Bacteroides and other Gram-negative Obligate Anaerobes

CASE 1

• An 18-year-old college freshman comes to the hospital with diffuse abdominal pain, diarrhea, and nausea. Pain is localized to the right side of the abdomen.

• On physical examination, she has tenderness with rebound over the right lower quadrant of the abdomen. She is treated with a 1st generation cephalosporin on the way to the surgical theatre where a ruptured appendix is removed. A blood culture was obtained.

• At surgery, a Gram stain and culture of the peritoneum are obtained. The Gram stain is shows mixed Gram-negative flora (below). The culture grows E. coli and other typical fecal bacteria.

• On the second post-operative day, her temperature rises to 38.6°C. Her blood culture obtained prior to surgery grows E. coli, sensitive to the cephalosporin that received. She completed a 7-day course of cefazolin and improved.

• However, 36 hours later, her temperature again rose to 38.8°C and she felt diffuse pain over the site of the appendectomy. A CT scan of her abdomen revealed a retroperitoneal abscess (see the white arrow in the CT scan below). The abscess was drained with a catheter and an anaerobic culture of the abscess fluid grew Bacteroides fragilis and a few Eubacteria.

Questions:

    1. How did the two episodes of her disease differ with regard to pathogenesis and to the kind of bacteria involved?
    2. Why did B. fragilis survive the first course of antibiotic treatment?
    3. Was she treated properlyafter the first surgery?
    4. What could have been done to lessen the likelihood of abscess formation?
    5. How does B. fragilis synergize with intestinal facultative bacteria (e.g., E. coli) to facilitate intra-abdominal abscess formation?
    6. Which specific feature of Bacteroides fragilis make it especially able to survive outside the colon and to facilitate abscesses?

 

CASE 2

• A 53 year old hypertensive man is admitted to the hospital after suffering a hemorrhagic stroke with a right hemiplegia (paralyzed right arm and leg). He is obtunded (i.e., arousable with stimulation, but otherwise asleep). His breathing is deep and his cough reflex is depressed.

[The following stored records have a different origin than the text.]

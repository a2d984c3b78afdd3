//! Saved login quota
//!
//! Premium users get the premium limit. Everyone else gets a complimentary
//! limit once their Discord account is old enough, and nothing before that.

use chrono::{DateTime, Duration, Utc};
use tracing::debug;

use crate::{AuthError, CommandContext, QuotaSettings, Result, RuneConfig, has_premium};

/// Number of saved logins the invoker may keep at `now`
pub fn saved_logins_limit<C: CommandContext + ?Sized>(
    ctx: &C,
    settings: &QuotaSettings,
    now: DateTime<Utc>,
) -> usize {
    if has_premium(ctx) {
        return settings.max_for_premium;
    }

    let min_age = Duration::days(i64::from(settings.min_account_age_days_for_complimentary));
    if now - ctx.user_id().created_at() >= min_age {
        settings.max_for_complimentary
    } else {
        0
    }
}

/// Whether the invoker may save one more login given `saved_count` existing ones
pub fn check_can_add<C: CommandContext + ?Sized>(
    ctx: &C,
    config: &RuneConfig,
    saved_count: usize,
    now: DateTime<Utc>,
) -> Result<()> {
    let settings = &config.saved_logins;
    let limit = saved_logins_limit(ctx, settings, now);

    if saved_count >= limit {
        let user_id = ctx.user_id();
        debug!(%user_id, saved_count, limit, "denied: saved login quota");
        if saved_count == 0 && limit == 0 && !has_premium(ctx) {
            return Err(AuthError::premium_required(
                complimentary_notice(settings),
                user_id,
            ));
        }
        return Err(AuthError::SavedLoginLimitReached { limit });
    }

    if !config.allow_users_to_save_logins {
        return Err(AuthError::SavingLoginsDisabled);
    }

    Ok(())
}

fn complimentary_notice(settings: &QuotaSettings) -> String {
    format!(
        "Your Discord account must be older than {} days in order to have {} complimentary saved logins.\nGet {} saved logins regardless of account age",
        settings.min_account_age_days_for_complimentary,
        settings.max_for_complimentary,
        settings.max_for_premium,
    )
}
mod commands;

use clap::{Parser, Subcommand};
use miette::Result;
use rune_auth::{RuneConfig, UserId, config};
use std::path::PathBuf;
use tracing::info;

#[derive(Parser, Debug)]
#[command(name = "rune")]
#[command(about = "Inspect Rune command authorization")]
#[command(version)]
struct Cli {
    #[command(subcommand)]
    command: Commands,

    /// Configuration file path
    #[arg(long, short = 'c')]
    config: Option<PathBuf>,

    /// Enable debug logging
    #[arg(long)]
    debug: bool,
}

#[derive(Subcommand, Debug)]
enum Commands {
    /// Check whether a user is a bot developer
    Dev { user_id: UserId },
    /// List bot developers
    Devs,
    /// Show the saved login limit for a user
    Quota {
        user_id: UserId,

        /// Treat the user as premium
        #[arg(long)]
        premium: bool,
    },
    /// Configuration management
    Config {
        #[command(subcommand)]
        cmd: ConfigCommands,
    },
}

#[derive(Subcommand, Debug)]
enum ConfigCommands {
    /// Show effective configuration
    Show,
}

#[tokio::main]
async fn main() -> Result<()> {
    // Missing .env is fine
    let _ = dotenvy::dotenv();
    miette::set_panic_hook();
    let cli = Cli::parse();

    use tracing_subscriber::{EnvFilter, fmt};

    let filter = if cli.debug {
        EnvFilter::new("rune_auth=debug,rune_cli=debug,warn")
    } else {
        EnvFilter::try_from_default_env()
            .unwrap_or_else(|_| EnvFilter::new("rune_auth=info,rune_cli=info,warn"))
    };

    fmt()
        .with_env_filter(filter)
        .with_timer(tracing_subscriber::fmt::time::LocalTime::rfc_3339())
        .with_writer(std::io::stderr)
        .compact()
        .init();

    run(&cli).await
}

/// Dispatch a parsed command; only commands that need configuration load it
async fn run(cli: &Cli) -> Result<()> {
    match &cli.command {
        Commands::Dev { user_id } => commands::dev(*user_id),
        Commands::Devs => commands::devs(),
        Commands::Quota { user_id, premium } => {
            let config = load(cli).await?;
            commands::quota(*user_id, *premium, &config)
        }
        Commands::Config { cmd } => match cmd {
            ConfigCommands::Show => commands::show_config(&load(cli).await?)?,
        },
    }

    Ok(())
}

/// Load configuration from `--config` or the standard locations
async fn load(cli: &Cli) -> Result<RuneConfig> {
    let config = if let Some(config_path) = &cli.config {
        info!("Loading config from: {:?}", config_path);
        config::load_config(config_path).await?
    } else {
        config::load_config_from_standard_locations().await?
    };
    Ok(config)
}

• On the 4th hospital day, he develops a fever to 38.4 degrees and his respirations are noted to have increased from 20 per minute to 30. He is given oxygen through a nasal catheter. A chest xray is taken and it reveals an infiltrate in the right lower lobe(see below left). A Gram stain shows mixed flora (see below right). A culture of a tracheal aspirate grew normal oral flora.

  

• A diagnosis of aspiration pneumonia is made and the patient is placed on antibiotic therapy with activity against oral flora and obligate anaerobes. He fever resolves promptly, and he recovers his respiratory function byt the end of the week.

Questions:

    1. Why did this patient aspirate? What did he aspirate in the lung?
    2. Why was the right lower lobe involved?
    3. List some oral bacteria that might be present in the lung?
    4. List some oral or intestinal obligate anaerobic bacteria that might be present in the lung?

 

CASE 3

• A 22 year old male who recently had an prolonged episode of pharyngitis now presents with high fever, and exquisite pain, tenderness and swelling of his left neck for 2 days. This morning, he developed sharp pain in the left lower chest with deep breathing.

• A chest xray shows changes consistent with a pulmonary infarction, likely associated with mobilization of a venous blood clot to the lungs and obstruction of a pulmonary artery branch. A CT scan of the neck revealed the source of the blood clot in the left external jugular vein (note the failure of the intravenous contrast to whiten that particular vessel).

• Based on these findings, a clinical diagnosis of post-anginal sepsis (Lemierre's syndrome, or septic thrombophlebitis due to Fusobacterium) was made. Treatment with an antibiotic active against fusobacteria was initiated. A blood culture later became positive for the obligate anaerobe, Fusobacterium necrophorum, so named because of the tapering ends of the long bacilli.

Questions:

    1. What was the likely source of this potentially dangerous anaerobic organism?
    2. Why did this rare complication occur in this particular patient?